Ooh...how many of us give ourselves permission to simply say, "I'm not interested in this, it simply isn't worth my time." (Especially you women out there...I mean that isn't very nice, is it?)
As for the habits which feed creativity, she's very pragmatic and makes no bones about it...you won't accomplish anything worthwhile in life if you don't show up to the task of creating it...and you have to show up every day.
Right on, Twyla.
So, I was reading about how she approaches projects from an organizational point of view and since my own system needed tweaking I got the bug to reorganize my office.
That's when it started.
I have a lovely little office, with nice windows that I can open and watch the birds frolic in the birdbaths outside. I have many books and a new computer and it's all very charming, kind of like an English library (with incense). BUT, the air in the room simply never felt right.
Even with the windows open the air in my office felt like lead every time I walked in the room. I could feel it just like a wall...dead, heavy, still. Nowhere else in my home feels that way.

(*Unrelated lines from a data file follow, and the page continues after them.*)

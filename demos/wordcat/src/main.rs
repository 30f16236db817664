//! The "example word-concatenation application" named as the core's external
//! collaborator: an in-process Raft cluster whose committed commands are
//! single words, applied by appending each to a running sentence. A small
//! `clap`-driven CLI harness spun up over an in-memory transport rather
//! than a real network protocol.

use std::sync::{Arc, Mutex};
use std::time::Duration;

use async_trait::async_trait;
use clap::Parser;

use raft::bus::InMemoryMessageBus;
use raft::events::NoopEventStream;
use raft::log::InMemoryPersistentState;
use raft::state_machine::ClientStateMachineAdapter;
use raft::{ClusterConfiguration, MemberId, NodeConfig, ProposalStatus, RaftConfig, RaftNode, RoleKind};

#[derive(Parser, Debug)]
#[command(name = "wordcat", about = "Demo Raft cluster that concatenates committed words")]
struct Args {
	/// Number of in-process cluster members to run.
	#[arg(long, default_value_t = 3)]
	nodes: u64,

	/// Words to submit, one at a time, waiting for each to commit before
	/// submitting the next.
	words: Vec<String>,
}

/// Applies each committed word by appending it to a shared sentence. Cheap
/// to clone: every clone shares the same backing `Mutex<String>`, which lets
/// the demo harness read a node's resulting text after the run without
/// going back through the wire.
#[derive(Clone, Default)]
struct WordCatStateMachine(Arc<Mutex<String>>);

impl WordCatStateMachine {
	fn snapshot(&self) -> String {
		self.0.lock().unwrap().clone()
	}
}

#[async_trait]
impl ClientStateMachineAdapter for WordCatStateMachine {
	async fn apply(&self, command: Vec<u8>) -> Result<Vec<u8>, String> {
		let word = String::from_utf8(command).map_err(|e| format!("non-utf8 command: {}", e))?;
		let mut text = self.0.lock().unwrap();
		if !text.is_empty() {
			text.push(' ');
		}
		text.push_str(&word);
		Ok(text.clone().into_bytes())
	}
}

#[tokio::main]
async fn main() {
	tracing_subscriber::fmt::init();

	let args = Args::parse();
	let node_count = args.nodes.max(1);

	let bus = Arc::new(InMemoryMessageBus::new());
	let ids: Vec<MemberId> = (1..=node_count).collect();
	let bootstrap = ClusterConfiguration::Stable(ids.iter().cloned().collect());

	let mut nodes = Vec::new();
	let mut machines = Vec::new();
	for &id in &ids {
		let inbound = bus.register(id, 64);
		let machine = WordCatStateMachine::default();
		machines.push(machine.clone());

		let config = NodeConfig {
			id,
			bootstrap: bootstrap.clone(),
			raft: RaftConfig::default(),
			bus: bus.clone(),
			state_machine: Box::new(machine),
			persistent: Arc::new(InMemoryPersistentState::default()),
			events: Arc::new(NoopEventStream::default()),
		};

		let node = RaftNode::spawn(config, inbound).expect("bootstrap configuration includes every node's own id");
		nodes.push(node);
	}

	for word in &args.words {
		submit_word(&nodes, word).await;
	}

	// Give the last commit's apply a moment to land on every replica, then
	// print whichever node answers first: every node converges to the same
	// text since the state machine is deterministic over the same log.
	tokio::time::sleep(Duration::from_millis(50)).await;
	println!("{}", machines[0].snapshot());
}

async fn find_leader(nodes: &[RaftNode]) -> &RaftNode {
	loop {
		for node in nodes {
			if let Ok(state) = node.ask_for_state().await {
				if state.role == RoleKind::Leader {
					return node;
				}
			}
		}
		tokio::time::sleep(Duration::from_millis(20)).await;
	}
}

async fn submit_word(nodes: &[RaftNode], word: &str) {
	loop {
		let leader = find_leader(nodes).await;
		let proposal = match leader.propose(word.as_bytes().to_vec()).await {
			Ok(Ok(proposal)) => proposal,
			// Lost the leadership race, or a configuration change is still
			// in flight: retry against whoever is leader next.
			Ok(Err(_)) => continue,
			Err(()) => continue,
		};

		loop {
			match leader.proposal_status(proposal).await {
				Ok(ProposalStatus::Committed) => return,
				Ok(ProposalStatus::Failed) | Ok(ProposalStatus::Missing) => break,
				Ok(ProposalStatus::Pending) => tokio::time::sleep(Duration::from_millis(10)).await,
				Err(()) => break,
			}
		}
	}
}
//! The typed file tree: directories, tensors, categories, classes and
//! links, identified by extension.

use indexmap::{IndexMap, IndexSet};
use std::path::{Path, PathBuf};

use crate::error::{DatasetError, Result};
use crate::links::{parse_links, LinkRecord};
use crate::npy;
use crate::opener::Opener;

/// Subtype of a tensor payload: the default dense binary container, or CSV.
#[derive(Debug, Clone, Copy, PartialEq, Eq)]
pub enum TensorSubtype {
    Default,
    Csv,
}

/// A single node in the dataset tree, tagged by the kind of file it represents.
#[derive(Debug, Clone, PartialEq)]
pub enum DatasetFile {
    Directory(DirectoryFile),
    Tensor(TensorFile),
    Category(CategoryFile),
    Class(ClassFile),
    Links(LinksFile),
}

impl DatasetFile {
    #[must_use]
    pub fn as_directory(&self) -> Option<&DirectoryFile> {
        match self {
            Self::Directory(d) => Some(d),
            _ => None,
        }
    }
}

/// A plain directory: any name not recognized as one of the typed extensions.
#[derive(Debug, Clone, PartialEq)]
pub struct DirectoryFile {
    pub name: String,
    pub children: IndexMap<String, DatasetFile>,
}

/// A dense array payload, either the default binary container or CSV.
#[derive(Debug, Clone, PartialEq)]
pub struct TensorFile {
    pub name: String,
    pub dimensions: Vec<usize>,
    /// `None` when loaded metadata-only.
    pub data: Option<Vec<f64>>,
    pub subtype: TensorSubtype,
}

/// An ordered list of labels, one per instance (or length 1 for a singleton).
#[derive(Debug, Clone, PartialEq, Eq)]
pub struct CategoryFile {
    pub name: String,
    pub categories: Vec<String>,
}

impl CategoryFile {
    /// Whether every label in this file belongs to `category_set`.
    #[must_use]
    pub fn belongs_to_set(&self, category_set: &IndexSet<String>) -> bool {
        self.categories.iter().all(|c| category_set.contains(c))
    }
}

/// The set of distinct labels a [`CategoryFile`] may reference.
#[derive(Debug, Clone, PartialEq, Eq)]
pub struct ClassFile {
    pub name: String,
    pub categories: Vec<String>,
}

/// A sample's link set.
#[derive(Debug, Clone, PartialEq, Eq)]
pub struct LinksFile {
    pub name: String,
    pub links: IndexSet<LinkRecord>,
}

const TENSOR_DEFAULT_EXT: &str = ".ten.npy";
const TENSOR_CSV_EXT: &str = ".ten.csv";
const CATEGORY_EXT: &str = ".cat.txt";
const CLASS_EXT: &str = ".class.txt";
const LINKS_EXT: &str = ".links.csv";

fn strip_text(body: &[u8]) -> Result<String> {
    String::from_utf8(body.to_vec()).map_err(|e| DatasetError::new(format!("file is not valid UTF-8: {e}")))
}

fn lines_stripped(body: &str) -> Vec<String> {
    body.lines().map(|l| l.trim().to_string()).filter(|l| !l.is_empty()).collect()
}

fn load_csv_tensor(body: &str, metadata_only: bool) -> Result<(Vec<usize>, Option<Vec<f64>>)> {
    let mut reader = csv::ReaderBuilder::new().has_headers(false).trim(csv::Trim::All).from_reader(body.as_bytes());

    let mut rows: Vec<csv::StringRecord> = Vec::new();
    for record in reader.records() {
        let record = record?;
        if record.iter().all(str::is_empty) {
            continue;
        }
        rows.push(record);
    }

    let n_rows = rows.len();
    let n_cols = rows.first().map(csv::StringRecord::len).unwrap_or(0);
    let shape = if n_cols <= 1 { vec![n_rows] } else { vec![n_rows, n_cols] };

    if metadata_only {
        return Ok((shape, None));
    }

    let mut data = Vec::with_capacity(n_rows * n_cols.max(1));
    for row in &rows {
        for field in row.iter() {
            let v: f64 = field
                .parse()
                .map_err(|_| DatasetError::new(format!("malformed CSV tensor field '{field}'")))?;
            data.push(v);
        }
    }
    Ok((shape, Some(data)))
}

fn dump_csv_tensor(dimensions: &[usize], data: &[f64]) -> Result<Vec<u8>> {
    let (n_rows, n_cols) = match dimensions {
        [n] => (*n, 1),
        [n, m] => (*n, *m),
        _ => return Err(DatasetError::new("CSV tensors must be rank 1 or 2")),
    };
    let mut writer = csv::WriterBuilder::new().has_headers(false).from_writer(Vec::new());
    for row in 0..n_rows {
        let fields: Vec<String> = (0..n_cols).map(|col| data[row * n_cols + col].to_string()).collect();
        writer.write_record(&fields)?;
    }
    writer.into_inner().map_err(|e| DatasetError::new(format!("failed to serialize CSV tensor: {e}")))
}

/// Join a relative path and a child name, treating an empty name as a no-op.
fn join(rel_path: &Path, name: &str) -> PathBuf {
    if name.is_empty() {
        rel_path.to_path_buf()
    } else {
        rel_path.join(name)
    }
}

/// Load the children of a directory, recognizing typed files by extension.
pub fn load_directory_children(
    opener: &dyn Opener,
    rel_path: &Path,
    metadata_only: bool,
) -> Result<IndexMap<String, DatasetFile>> {
    let mut children = IndexMap::new();
    for entry in opener.list(rel_path)? {
        let path_str = entry.as_str();

        let (base, kind) = if let Some(b) = path_str.strip_suffix(TENSOR_DEFAULT_EXT) {
            (b, Some(("tensor", TensorSubtype::Default)))
        } else if let Some(b) = path_str.strip_suffix(TENSOR_CSV_EXT) {
            (b, Some(("tensor", TensorSubtype::Csv)))
        } else if let Some(b) = path_str.strip_suffix(CATEGORY_EXT) {
            (b, Some(("category", TensorSubtype::Default)))
        } else if let Some(b) = path_str.strip_suffix(CLASS_EXT) {
            (b, Some(("class", TensorSubtype::Default)))
        } else if let Some(b) = path_str.strip_suffix(LINKS_EXT) {
            (b, Some(("links", TensorSubtype::Default)))
        } else {
            (path_str, None)
        };

        let child_path = join(rel_path, path_str);
        let child = match kind {
            Some(("tensor", subtype)) => DatasetFile::Tensor(load_tensor(opener, &child_path, base, subtype, metadata_only)?),
            Some(("category", _)) => DatasetFile::Category(load_category(opener, &child_path, base)?),
            Some(("class", _)) => DatasetFile::Class(load_class(opener, &child_path, base)?),
            Some(("links", _)) => DatasetFile::Links(load_links(opener, &child_path, base)?),
            _ => {
                let grandchildren = load_directory_children(opener, &child_path, metadata_only)?;
                DatasetFile::Directory(DirectoryFile { name: base.to_string(), children: grandchildren })
            }
        };
        children.insert(base.to_string(), child);
    }
    Ok(children)
}

fn load_tensor(opener: &dyn Opener, path: &Path, name: &str, subtype: TensorSubtype, metadata_only: bool) -> Result<TensorFile> {
    let path_str = path.display().to_string();
    match subtype {
        TensorSubtype::Default => {
            let mut reader = opener.open_read(path)?;
            if metadata_only {
                let header = npy::read_header(&mut reader).map_err(|e| e.with_path_if_empty(path_str.clone()))?;
                header.check_float64(&path_str)?;
                Ok(TensorFile { name: name.to_string(), dimensions: header.shape, data: None, subtype })
            } else {
                let (shape, data) = npy::read_array(&mut reader).map_err(|e| e.with_path_if_empty(path_str.clone()))?;
                Ok(TensorFile { name: name.to_string(), dimensions: shape, data: Some(data), subtype })
            }
        }
        TensorSubtype::Csv => {
            let bytes = opener.read(path)?;
            let body = strip_text(&bytes).map_err(|e| e.with_path_if_empty(path_str.clone()))?;
            let (shape, data) = load_csv_tensor(&body, metadata_only).map_err(|e| e.with_path_if_empty(path_str.clone()))?;
            Ok(TensorFile { name: name.to_string(), dimensions: shape, data, subtype })
        }
    }
}

fn load_category(opener: &dyn Opener, path: &Path, name: &str) -> Result<CategoryFile> {
    let bytes = opener.read(path)?;
    let body = strip_text(&bytes).map_err(|e| e.with_path_if_empty(path.display().to_string()))?;
    Ok(CategoryFile { name: name.to_string(), categories: lines_stripped(&body) })
}

fn load_class(opener: &dyn Opener, path: &Path, name: &str) -> Result<ClassFile> {
    let bytes = opener.read(path)?;
    let body = strip_text(&bytes).map_err(|e| e.with_path_if_empty(path.display().to_string()))?;
    let categories = lines_stripped(&body);
    let mut seen = IndexSet::new();
    for c in &categories {
        if !seen.insert(c.clone()) {
            return Err(DatasetError::at(
                format!("duplicate class label '{c}'"),
                path.display().to_string(),
            ));
        }
    }
    Ok(ClassFile { name: name.to_string(), categories })
}

fn load_links(opener: &dyn Opener, path: &Path, name: &str) -> Result<LinksFile> {
    let bytes = opener.read(path)?;
    let body = strip_text(&bytes).map_err(|e| e.with_path_if_empty(path.display().to_string()))?;
    let links = parse_links(&body).map_err(|e| e.with_path_if_empty(path.display().to_string()))?;
    Ok(LinksFile { name: name.to_string(), links })
}

/// Dump a directory's children back to an opener.
pub fn dump_directory_children(opener: &dyn Opener, rel_path: &Path, children: &IndexMap<String, DatasetFile>) -> Result<()> {
    opener.ensure_dir(rel_path)?;
    for (name, child) in children {
        dump_file(opener, rel_path, name, child)?;
    }
    Ok(())
}

fn dump_file(opener: &dyn Opener, rel_path: &Path, name: &str, file: &DatasetFile) -> Result<()> {
    match file {
        DatasetFile::Directory(d) => {
            let path = join(rel_path, name);
            dump_directory_children(opener, &path, &d.children)
        }
        DatasetFile::Tensor(t) => dump_tensor(opener, rel_path, name, t),
        DatasetFile::Category(c) => {
            let path = join(rel_path, &format!("{name}{CATEGORY_EXT}"));
            let body: String = c.categories.iter().map(|l| format!("{l}\n")).collect();
            opener.write(&path, body.as_bytes())
        }
        DatasetFile::Class(c) => {
            let path = join(rel_path, &format!("{name}{CLASS_EXT}"));
            let body: String = c.categories.iter().map(|l| format!("{l}\n")).collect();
            opener.write(&path, body.as_bytes())
        }
        DatasetFile::Links(l) => {
            let path = join(rel_path, &format!("{name}{LINKS_EXT}"));
            opener.write(&path, crate::links::dump_links(&l.links).as_bytes())
        }
    }
}

fn dump_tensor(opener: &dyn Opener, rel_path: &Path, name: &str, tensor: &TensorFile) -> Result<()> {
    let data = tensor
        .data
        .as_ref()
        .ok_or_else(|| DatasetError::new("cannot dump a tensor loaded metadata-only"))?;
    match tensor.subtype {
        TensorSubtype::Default => {
            let path = join(rel_path, &format!("{name}{TENSOR_DEFAULT_EXT}"));
            let mut buf = Vec::new();
            npy::write_array(&mut buf, &tensor.dimensions, data).map_err(DatasetError::from)?;
            opener.write(&path, &buf)
        }
        TensorSubtype::Csv => {
            let path = join(rel_path, &format!("{name}{TENSOR_CSV_EXT}"));
            let body = dump_csv_tensor(&tensor.dimensions, data)?;
            opener.write(&path, &body)
        }
    }
}

#[cfg(test)]
mod tests {
    use super::*;
    use crate::opener::InMemoryOpener;

    #[test]
    fn recognizes_extensions_and_strips_them() {
        let opener = InMemoryOpener::new();
        opener.seed("a.cat.txt", b"red\nblue\n".to_vec());
        let children = load_directory_children(&opener, Path::new(""), false).unwrap();
        assert!(children.contains_key("a"));
        assert!(matches!(children["a"], DatasetFile::Category(_)));
    }

    #[test]
    fn class_file_rejects_duplicates() {
        let opener = InMemoryOpener::new();
        opener.seed("c.class.txt", b"red\nred\n".to_vec());
        let err = load_directory_children(&opener, Path::new(""), false).unwrap_err();
        assert!(err.message.contains("duplicate"));
    }

    #[test]
    fn csv_tensor_shape_is_rows_by_cols() {
        let opener = InMemoryOpener::new();
        opener.seed("t.ten.csv", b"1,2,3\n4,5,6\n".to_vec());
        let children = load_directory_children(&opener, Path::new(""), false).unwrap();
        let DatasetFile::Tensor(t) = &children["t"] else { panic!("expected tensor") };
        assert_eq!(t.dimensions, vec![2, 3]);
        assert_eq!(t.data.as_ref().unwrap(), &[1.0, 2.0, 3.0, 4.0, 5.0, 6.0]);
    }
}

So, I started to organize my binders and clean files and all of a sudden it dawns on me. I picked up a file of evaluations from my former employer. I always got excellent 'grades', but also sandwiched in this file were all the letters back and forth with HR when my salary got cut (long story), the letters about my choice to withdraw an application for a higher position when it was clear that I had stepped in to a major political battle, as admitted to by my own boss (even looonger story).
There were old, thick files of deposition transcripts where I was called on as an expert witness (talk about stepping in to a battle). Basically all the remnants of everything that burned me out and led me to leave my first career were still sitting in my file drawers.
It called to mind the story that I used to tell about myself...hard working, dedicated woman constantly slapped around by an insensitive system that was chewing up and spitting out its best people. Subjected to dealing with lawyers who just wanted to win and you were but a chess piece on the game board. No one had integrity. Blah, blah, blah. I grow weary of this tale...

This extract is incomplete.